Wesentlich: ASUS veröffentlicht für dieses Gaming‑SKU keinen offiziellen TOPS‑Wert für eine integrierte NPU, und Intel gibt je nach SKU/Stepping unterschiedliche Angaben heraus. In unseren Praxisbenchmarks zeigte die integrierte CPU‑NPU (falls aktiv) eine Leistungsstärke, die vor allem für leichte On‑Device‑Features (Spracherkennung, kleine Modelle, Beschleunigung von OS‑AI‑Funktionen) taugt. Für rechenintensive Inferenz‑Workloads oder größere LLMs ist die RTX 5060 (Tensor‑Cores, größere Rechenbandbreite) deutlich effizienter. Kurz: Es gibt keinen verlässlichen, von ASUS/dem OEM dokumentierten TOPS‑Wert für die NPU in diesem Gerät – realistisch ist die NPU für leichte Aufgaben gedacht; schwere lokale KI‑Aufgaben laufen besser auf der diskreten GPU.
Entdecke die Kraft

🎯 Finales Experten-Urteil
- Sie AI-Forschung oder -Entwicklung betreiben (Fine-Tuning großer Modelle, lokales Inferenz-Workload, Datenvorverarbeitung) und von 64 GB RAM + starker CPU/GPU profitieren.

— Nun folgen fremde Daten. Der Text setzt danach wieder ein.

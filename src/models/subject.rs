//! # 과목(Subject)과 전공(Especialidad) 모델
//!
//! 두 엔티티 모두 이름 하나만 가지며, 이름은 대소문자를 구분하지 않고 유일해야 합니다.
//! 전공은 3학년 이상의 과정(Course)에만 연결됩니다.

use serde::{Deserialize, Serialize};

/// 과목 엔티티: `subjects` 테이블 / `libro_temas_subjects` 키
#[derive(Debug, Clone, Serialize, Deserialize, PartialEq)]
#[serde(rename_all = "camelCase")]
pub struct Subject {
    pub id: String,
    pub name: String,
    pub created_at: String,
}

/// 과목 생성 요청: `POST /api/v1/subjects`
#[derive(Debug, Clone, Deserialize)]
pub struct NewSubject {
    pub name: String,
}

/// 과목 수정 요청: `PATCH /api/v1/subjects/{id}`
/// 필드가 None이면 기존 값을 유지합니다.
#[derive(Debug, Clone, Default, Deserialize)]
pub struct SubjectPatch {
    pub name: Option<String>,
}

/// 전공 엔티티: `especialidades` 테이블 / `libro_temas_especialidades` 키
#[derive(Debug, Clone, Serialize, Deserialize, PartialEq)]
#[serde(rename_all = "camelCase")]
pub struct Especialidad {
    pub id: String,
    pub name: String,
    pub created_at: String,
}

/// 전공 생성 요청: `POST /api/v1/especialidades`
#[derive(Debug, Clone, Deserialize)]
pub struct NewEspecialidad {
    pub name: String,
}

- Sie 8K-Video-Workflows bearbeiten (Decoding/Playback, Rendering, Farbkorrektur) und schnellen NVMe-Speicher plus GPU-Beschleunigung benötigen.
- Sie rechenintensive CFD- oder FEA-Simulationen durchführen, die viele CPU-Kerne und großen RAM benötigen – ideale Maschine für schnelle Iterationen.
- Professionelles 3D-Rendering, Game- oder VR-Entwicklung, wo hohe Bildraten auf einem 2.5K/240Hz-Display und starke RTX-Beschleunigung echten Produktivitätsgewinn bringen.
- Sie Wert auf viel lokalen Speicher legen (4 TB SSD + 1 TB Docking-Set) und oft große Projekte ohne Cloud-Uploads bearbeiten.
- Sie ein leichtes, leises Arbeitsgerät für häufige Mobilität suchen – das 18″ ROG ist schwerer und akkubetriebene Laufzeit ist begrenzt.
- Ihr Workflow hauptsächlich aus Office-, E‑Mail- oder Streaming‑Aufgaben besteht – die Leistung wäre Overkill und die Anschaffung nicht kosteneffizient.
- Sie empfindlich auf Geräuschentwicklung oder Hitze sind: Unter Volllast können Lüfterlautstärke und Oberflächentemperaturen deutlich zunehmen.
- Sie auf extrem niedrige Latenzen für Audio‑Realtime-Anwendungen angewiesen sind und das System bislang für hohe DPC‑Latencies berüchtigt ist oder Treiberreife für neue Hardware (RTX 50‑Serie / Wi‑Fi 7) noch erwartet wird.
- Budget limitiert ist – es gibt effizientere, günstigere Systeme für weniger anspruchsvolle Aufgaben.
Extreme Rohleistung trifft echte AI‑Readiness und solide Kühlkonzepte – ideal für Profi‑Workloads, solange Gewicht, Lautstärke und mögliche Treiberreife in Kauf genommen werden.